I laugh again.
“Yeah. You laugh.”
“Sorry,” I gasp out. “Really. But, you will see the humor in this whole situation one day.”
“All I see is the guys making eternal fun of me.”
“Oh. That will happen. No doubt. But any one of them would have been in the same predicament. You can’t say no to those women. I know how they are.”
“Can you do something?” Brooks nearly begs me.
“About the three of them? No. I’m sorry. Nothing can stop them when their minds are set on something. You know that as well as I do.”
I try to stifle another giggle. I really do.
Memaw comes into the room from a side-annex where they keep a coffee pot and have cupboards full of supplies for various events.
She says, “Oh, Brooks! Esther and I were wondering if we could use finger paint.”
I look over at Memaw. She’s as serious as a heart attack.
Brooks looks confused. I completely see where this is headed.
“We’d love to fingerpaint you. You know, body art is all the rage these days.”
Brooks turns the shade of his fire truck. Half the room erupts in laughter.
Of all people, Esther represents the voice of reason. “Girls, girls. We don’t want to run him off. Sorry, Brooks. Excuse them. But, you can’t blame ’em can you?”
“No ma’am, can’t say I do,” Brooks says, turning the tables on all of us by flexing a bicep and playing along. Good for him. “It might help if I put my shirt back on.”
Nice try, apple pie.
“Oh, no. We’re doing this the Italian way!” Mabel shouts from the annex room.
I mouth, “Quit while you’ve still got your pants on.”
And Brooks chuckles.
I look over toward Fiona. She’s roving her eyes around the room in a valiant attempt not to ogle Brooks. She glances at me and then moves her eyes away quickly again. I’d better phone Grant. He’d want to make the call as to whether Fiona stays for paint night now that it’s gone from G-rated to June’s foldout in the fireman calendar. And here I thought we’d be painting something like a basket of apples.
It really is beyond awkward having an impressionable eleven-year-old mingle with our barely-appropriate seniors.
I grab my phone and walk toward the hallway.

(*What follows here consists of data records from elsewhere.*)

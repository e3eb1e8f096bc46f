//! Publishing of approved drafts.

use bytes::Bytes;
use reelcast_config::AccountMap;
use reelcast_core::{DraftStatus, Platform};
use reelcast_error::{PublishError, PublishErrorKind, ReelcastResult, StorageError, StorageErrorKind};
use reelcast_interface::{PostMedia, PostRequest, PostTarget, PublishingApi};
use reelcast_storage::DraftStore;
use serde::Serialize;
use std::sync::Arc;
use tracing::{error, info, instrument, warn};

/// What a successful publish produced.
#[derive(Debug, Clone, PartialEq, Eq, Serialize)]
pub struct PublishReceipt {
    /// Draft id
    pub draft_id: String,
    /// Post id assigned by the API, when returned
    pub post_id: Option<String>,
    /// Platforms posted to
    pub platforms: Vec<Platform>,
    /// Public URL of the uploaded media
    pub media_url: String,
}

/// Publishes approved drafts through a [`PublishingApi`].
///
/// Checks run in order: draft state, media, account profiles, API key. Only
/// then is anything sent. A draft that fails to publish keeps its status.
///
/// The draft is held through [`DraftStore::lock_draft`] from the status check
/// until it is marked published, so concurrent calls for one draft post once.
pub struct Publisher {
    store: Arc<DraftStore>,
    accounts: AccountMap,
    api: Option<Arc<dyn PublishingApi>>,
    cross_post: bool,
}

impl Publisher {
    /// Create a publisher. `api` is `None` when no API key is configured.
    pub fn new(
        store: Arc<DraftStore>,
        accounts: AccountMap,
        api: Option<Arc<dyn PublishingApi>>,
        cross_post: bool,
    ) -> Self {
        Self {
            store,
            accounts,
            api,
            cross_post,
        }
    }

    /// Publish one approved draft.
    #[instrument(skip(self))]
    pub async fn publish(&self, id: &str) -> ReelcastResult<PublishReceipt> {
        let guard = self.store.lock_draft(id).await?;
        let record = self.store.get(id).await?;
        let draft = record.draft().as_ref().ok_or_else(|| {
            StorageError::new(StorageErrorKind::Metadata(format!(
                "{} has no readable metadata",
                id
            )))
        })?;

        match draft.status() {
            DraftStatus::Published => {
                return Err(PublishError::new(PublishErrorKind::AlreadyPublished(id.to_string())).into());
            }
            DraftStatus::Approved => {}
            other => {
                return Err(PublishError::new(PublishErrorKind::NotApproved {
                    draft_id: id.to_string(),
                    status: other.to_string(),
                })
                .into());
            }
        }

        let media = match record.media() {
            Some(media) if record.is_complete() => media.clone(),
            _ => {
                return Err(PublishError::new(PublishErrorKind::MediaMissing(id.to_string())).into());
            }
        };

        let account = draft.account();
        let profiles = self.accounts.get(account).ok_or_else(|| {
            PublishError::new(PublishErrorKind::UnknownAccount(account.clone()))
        })?;
        let targets: Vec<PostTarget> = if self.cross_post {
            profiles
                .configured_platforms()
                .into_iter()
                .filter_map(|platform| {
                    profiles.profile_for(platform).map(|id| PostTarget {
                        platform,
                        account_id: id.to_string(),
                    })
                })
                .collect()
        } else {
            profiles
                .profile_for(*draft.platform())
                .map(|id| PostTarget {
                    platform: *draft.platform(),
                    account_id: id.to_string(),
                })
                .into_iter()
                .collect()
        };
        if targets.is_empty() {
            return Err(PublishError::new(PublishErrorKind::MissingProfile {
                account: account.clone(),
                platform: draft.platform().to_string(),
            })
            .into());
        }

        let api = self
            .api
            .as_ref()
            .ok_or_else(|| PublishError::new(PublishErrorKind::MissingApiKey))?;

        let data = tokio::fs::read(&media.path).await.map_err(|e| {
            warn!(error = %e, path = %media.path.display(), "Media unreadable");
            PublishError::new(PublishErrorKind::MediaMissing(id.to_string()))
        })?;
        let mime = media.kind.mime_type();
        let upload = api.presign(media.kind.file_name(), mime).await?;
        api.upload(&upload.upload_url, mime, Bytes::from(data)).await?;
        info!(public_url = %upload.public_url, "Media uploaded");

        let post = PostRequest {
            content: draft.post_text(),
            platforms: targets.clone(),
            media_items: vec![PostMedia::new(media.kind, upload.public_url.clone())],
            publish_now: true,
            timezone: "UTC".to_string(),
        };
        let receipt = api.create_post(&post).await?;

        if let Err(e) = self.store.set_status_held(&guard, DraftStatus::Published).await {
            error!(
                post_id = ?receipt.post_id,
                error = %e,
                "Post went out but the draft could not be marked published; do not publish it again"
            );
            return Err(e);
        }
        drop(guard);
        info!(post_id = ?receipt.post_id, targets = targets.len(), "Draft published");

        Ok(PublishReceipt {
            draft_id: id.to_string(),
            post_id: receipt.post_id,
            platforms: targets.into_iter().map(|t| t.platform).collect(),
            media_url: upload.public_url,
        })
    }
}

Grant answers on the first ring.
“Everything okay?”
“Yeah. Fine. We just have a little situation over here at paint night.”
“What kind of situation?”
Grant’s all broody and protective, and all the feelings I didn’t have at the sight of a shirtless Brooks are firing off like miniature fireworks in my chest and down through my legs.
I ignore that whole patriotic explosion and answer Grant. “Well, it seems the seniors got Brooks to take his shirt off to pose for paint night.”
“What?!”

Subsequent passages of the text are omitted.